- EXERCISE
Check every line of the data for the string "skipped" and copy the ones that have it.

──────── RECORDS SUPPLIED

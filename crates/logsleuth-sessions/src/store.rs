use std::fs::{self, OpenOptions};
use std::io::{self, Write};
use std::path::{Path, PathBuf};
use std::thread;
use std::time;

use chrono::{DateTime, Duration, Utc};
use tempfile::NamedTempFile;
use tracing::{debug, info, warn};

use crate::error::SessionError;
use crate::id::{is_valid_id, HashedIdSource, SessionIdSource};
use crate::types::{
    Category, CorruptRecord, DebugSession, Module, SessionListing, SessionStatus,
};

/// Attempts made by [`SessionRegistry::create_session`] before giving up.
pub const MAX_ID_ATTEMPTS: u32 = 5;

const RECORD_EXT: &str = "json";
const LOCK_EXT: &str = "lock";

const LOCK_RETRY_INTERVAL: time::Duration = time::Duration::from_millis(10);
const LOCK_ATTEMPTS: u32 = 500;
/// A lock file older than this was left behind by a crashed writer.
const STALE_LOCK_AGE: time::Duration = time::Duration::from_secs(30);

/// Durable store of debug sessions, one JSON file per session.
///
/// Creating a record reserves `<id>.json` with an exclusive create. Updates
/// and deletes hold `<id>.lock` for the read-modify-write and publish through
/// a uniquely named temp file plus rename, so a registry may be shared across
/// threads and processes.
pub struct SessionRegistry {
    sessions_dir: PathBuf,
    id_source: Box<dyn SessionIdSource>,
}

impl SessionRegistry {
    /// Registry under the default data directory.
    pub fn new() -> Result<Self, SessionError> {
        let data_dir = dirs::data_dir().ok_or(SessionError::NoDataDir)?;
        Ok(Self::with_dir(data_dir.join("logsleuth").join("sessions")))
    }

    /// Registry rooted at a custom directory.
    pub fn with_dir(sessions_dir: PathBuf) -> Self {
        Self {
            sessions_dir,
            id_source: Box::new(HashedIdSource),
        }
    }

    /// Replace the id generator.
    pub fn with_id_source(mut self, source: impl SessionIdSource + 'static) -> Self {
        self.id_source = Box::new(source);
        self
    }

    pub fn sessions_dir(&self) -> &Path {
        &self.sessions_dir
    }

    /// Create and persist a new session.
    pub fn create_session(&self, label: &str) -> Result<DebugSession, SessionError> {
        self.create_session_at(label, Utc::now())
    }

    pub fn create_session_at(
        &self,
        label: &str,
        now: DateTime<Utc>,
    ) -> Result<DebugSession, SessionError> {
        fs::create_dir_all(&self.sessions_dir)
            .map_err(|e| SessionError::io(&self.sessions_dir, e))?;

        for attempt in 0..MAX_ID_ATTEMPTS {
            let id = self.id_source.generate(label, now, attempt);
            if !is_valid_id(&id) {
                return Err(SessionError::InvalidId(id));
            }

            let path = self.record_path(&id);
            let file = match OpenOptions::new().write(true).create_new(true).open(&path) {
                Ok(file) => file,
                Err(e) if e.kind() == io::ErrorKind::AlreadyExists => {
                    debug!(session_id = %id, attempt, "Session id collision, retrying");
                    continue;
                }
                Err(e) => return Err(SessionError::io(&path, e)),
            };

            let session = DebugSession::new(id, label.to_string(), now);
            let json = serde_json::to_vec_pretty(&session)?;
            if let Err(e) = write_and_sync(&file, &json) {
                let _ = fs::remove_file(&path);
                return Err(SessionError::io(&path, e));
            }

            info!(session_id = %session.session_id, label, "Created debug session");
            return Ok(session);
        }

        Err(SessionError::ExhaustedIdSpace {
            attempts: MAX_ID_ATTEMPTS,
        })
    }

    /// Look up a session by id.
    pub fn resolve(&self, session_id: &str) -> Result<DebugSession, SessionError> {
        let path = self.checked_path(session_id)?;
        match read_record(&path)? {
            Some(session) => Ok(session),
            None => Err(SessionError::NotFound(session_id.to_string())),
        }
    }

    /// Sessions newest first, optionally limited to those created within
    /// `max_age_days`. Unreadable records are logged and skipped.
    pub fn list_sessions(
        &self,
        max_age_days: Option<u32>,
    ) -> Result<Vec<DebugSession>, SessionError> {
        Ok(self.list_report(max_age_days)?.sessions)
    }

    /// Like [`list_sessions`](Self::list_sessions) but also returns the
    /// records that were skipped.
    pub fn list_report(&self, max_age_days: Option<u32>) -> Result<SessionListing, SessionError> {
        self.list_report_at(max_age_days, Utc::now())
    }

    pub fn list_report_at(
        &self,
        max_age_days: Option<u32>,
        now: DateTime<Utc>,
    ) -> Result<SessionListing, SessionError> {
        let cutoff = max_age_days.map(|days| now - Duration::days(i64::from(days)));
        let mut listing = self.scan()?;

        if let Some(cutoff) = cutoff {
            listing.sessions.retain(|s| s.created_at >= cutoff);
        }
        // Newest first; ties broken by id for a stable order.
        listing.sessions.sort_by(|a, b| {
            b.created_at
                .cmp(&a.created_at)
                .then_with(|| a.session_id.cmp(&b.session_id))
        });

        Ok(listing)
    }

    /// Remove a session. Missing sessions are not an error; returns whether
    /// a record was removed.
    pub fn delete_session(&self, session_id: &str) -> Result<bool, SessionError> {
        let path = self.checked_path(session_id)?;
        let removed = self.remove_record(session_id, &path)?;
        if removed {
            info!(session_id, "Deleted debug session");
        } else {
            debug!(session_id, "Session already absent");
        }
        Ok(removed)
    }

    /// Sessions that [`cleanup_older_than_at`](Self::cleanup_older_than_at)
    /// would delete for the same `days` and `now`.
    pub fn expired_sessions_at(
        &self,
        days: u32,
        now: DateTime<Utc>,
    ) -> Result<Vec<DebugSession>, SessionError> {
        let cutoff = now - Duration::days(i64::from(days));
        let mut expired = self.scan()?.sessions;
        expired.retain(|s| s.created_at < cutoff);
        Ok(expired)
    }

    /// Delete every session created more than `days` days ago.
    pub fn cleanup_older_than(&self, days: u32) -> Result<usize, SessionError> {
        self.cleanup_older_than_at(days, Utc::now())
    }

    pub fn cleanup_older_than_at(
        &self,
        days: u32,
        now: DateTime<Utc>,
    ) -> Result<usize, SessionError> {
        let mut deleted = 0;
        for session in self.expired_sessions_at(days, now)? {
            let path = self.record_path(&session.session_id);
            // A concurrent cleanup may already have removed it.
            if self.remove_record(&session.session_id, &path)? {
                deleted += 1;
            }
        }

        info!(days, deleted, "Cleaned up old debug sessions");
        Ok(deleted)
    }

    /// Mark a session closed. Closing twice keeps the first close time.
    pub fn close_session(&self, session_id: &str) -> Result<DebugSession, SessionError> {
        self.update(session_id, |session| {
            if session.status != SessionStatus::Closed {
                session.status = SessionStatus::Closed;
                session.closed_at = Some(Utc::now());
            }
        })
    }

    /// Hand out a sub-scoped prefix and remember it on the session record.
    pub fn scoped_prefix(
        &self,
        session_id: &str,
        module: Module,
        category: Category,
    ) -> Result<String, SessionError> {
        let mut prefix = String::new();
        self.update(session_id, |session| {
            prefix = session.scoped(module, category);
            if !session.scoped_prefixes.contains(&prefix) {
                session.scoped_prefixes.push(prefix.clone());
            }
        })?;
        Ok(prefix)
    }

    fn update<F>(&self, session_id: &str, apply: F) -> Result<DebugSession, SessionError>
    where
        F: FnOnce(&mut DebugSession),
    {
        let path = self.checked_path(session_id)?;
        let _lock = RecordLock::acquire(self.lock_path(session_id), session_id)?
            .ok_or_else(|| SessionError::NotFound(session_id.to_string()))?;

        let mut session =
            read_record(&path)?.ok_or_else(|| SessionError::NotFound(session_id.to_string()))?;
        apply(&mut session);

        let json = serde_json::to_vec_pretty(&session)?;
        let tmp = NamedTempFile::new_in(&self.sessions_dir)
            .map_err(|e| SessionError::io(&self.sessions_dir, e))?;
        write_and_sync(tmp.as_file(), &json).map_err(|e| SessionError::io(tmp.path(), e))?;
        tmp.persist(&path)
            .map_err(|e| SessionError::io(&path, e.error))?;

        debug!(session_id, "Updated debug session");
        Ok(session)
    }

    /// Remove a record under its lock. `Ok(false)` when it was already gone.
    fn remove_record(&self, session_id: &str, path: &Path) -> Result<bool, SessionError> {
        let Some(_lock) = RecordLock::acquire(self.lock_path(session_id), session_id)? else {
            return Ok(false);
        };
        match fs::remove_file(path) {
            Ok(()) => Ok(true),
            Err(e) if e.kind() == io::ErrorKind::NotFound => Ok(false),
            Err(e) => Err(SessionError::io(path, e)),
        }
    }

    fn scan(&self) -> Result<SessionListing, SessionError> {
        let mut listing = SessionListing::default();
        if !self.sessions_dir.exists() {
            return Ok(listing);
        }

        let entries = fs::read_dir(&self.sessions_dir)
            .map_err(|e| SessionError::io(&self.sessions_dir, e))?;

        for entry in entries {
            let entry = entry.map_err(|e| SessionError::io(&self.sessions_dir, e))?;
            let path = entry.path();

            if path.extension().and_then(|s| s.to_str()) != Some(RECORD_EXT) {
                continue;
            }

            match read_record(&path) {
                Ok(Some(session)) => listing.sessions.push(session),
                // Deleted between read_dir and open.
                Ok(None) => {}
                Err(e) => {
                    warn!("Skipping unreadable session record {:?}: {}", path, e);
                    listing.corrupt.push(CorruptRecord {
                        path,
                        reason: e.to_string(),
                    });
                }
            }
        }

        Ok(listing)
    }

    fn checked_path(&self, session_id: &str) -> Result<PathBuf, SessionError> {
        if !is_valid_id(session_id) {
            return Err(SessionError::InvalidId(session_id.to_string()));
        }
        Ok(self.record_path(session_id))
    }

    fn record_path(&self, session_id: &str) -> PathBuf {
        self.sessions_dir
            .join(format!("{}.{}", session_id, RECORD_EXT))
    }

    fn lock_path(&self, session_id: &str) -> PathBuf {
        self.sessions_dir
            .join(format!("{}.{}", session_id, LOCK_EXT))
    }
}

/// Exclusive hold on one record, released on drop.
struct RecordLock {
    path: PathBuf,
}

impl RecordLock {
    /// `Ok(None)` when the sessions directory does not exist.
    fn acquire(path: PathBuf, session_id: &str) -> Result<Option<Self>, SessionError> {
        for _ in 0..LOCK_ATTEMPTS {
            match OpenOptions::new().write(true).create_new(true).open(&path) {
                Ok(_) => return Ok(Some(Self { path })),
                Err(e) if e.kind() == io::ErrorKind::NotFound => return Ok(None),
                Err(e) if e.kind() == io::ErrorKind::AlreadyExists => {
                    if is_stale(&path) {
                        warn!(session_id, "Removing stale session lock");
                        let _ = fs::remove_file(&path);
                    } else {
                        thread::sleep(LOCK_RETRY_INTERVAL);
                    }
                }
                Err(e) => return Err(SessionError::io(&path, e)),
            }
        }

        Err(SessionError::Locked {
            session_id: session_id.to_string(),
        })
    }
}

impl Drop for RecordLock {
    fn drop(&mut self) {
        let _ = fs::remove_file(&self.path);
    }
}

fn is_stale(path: &Path) -> bool {
    fs::metadata(path)
        .and_then(|m| m.modified())
        .ok()
        .and_then(|modified| modified.elapsed().ok())
        .is_some_and(|age| age > STALE_LOCK_AGE)
}

fn write_and_sync(mut file: &fs::File, bytes: &[u8]) -> io::Result<()> {
    file.write_all(bytes)?;
    file.write_all(b"\n")?;
    file.sync_all()
}

/// `Ok(None)` when the file does not exist.
fn read_record(path: &Path) -> Result<Option<DebugSession>, SessionError> {
    let content = match fs::read_to_string(path) {
        Ok(content) => content,
        Err(e) if e.kind() == io::ErrorKind::NotFound => return Ok(None),
        Err(e) => return Err(SessionError::io(path, e)),
    };

    let session: DebugSession =
        serde_json::from_str(&content).map_err(|e| SessionError::Corrupt {
            path: path.to_path_buf(),
            reason: e.to_string(),
        })?;

    let stem = path.file_stem().and_then(|s| s.to_str()).unwrap_or_default();
    if session.session_id != stem {
        return Err(SessionError::Corrupt {
            path: path.to_path_buf(),
            reason: format!("record id {:?} does not match file name", session.session_id),
        });
    }

    Ok(Some(session))
}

────────────────

- TASK SOLUTION
    /// `max_age_days`. Unreadable records are logged and skipped.
    /// records that were skipped.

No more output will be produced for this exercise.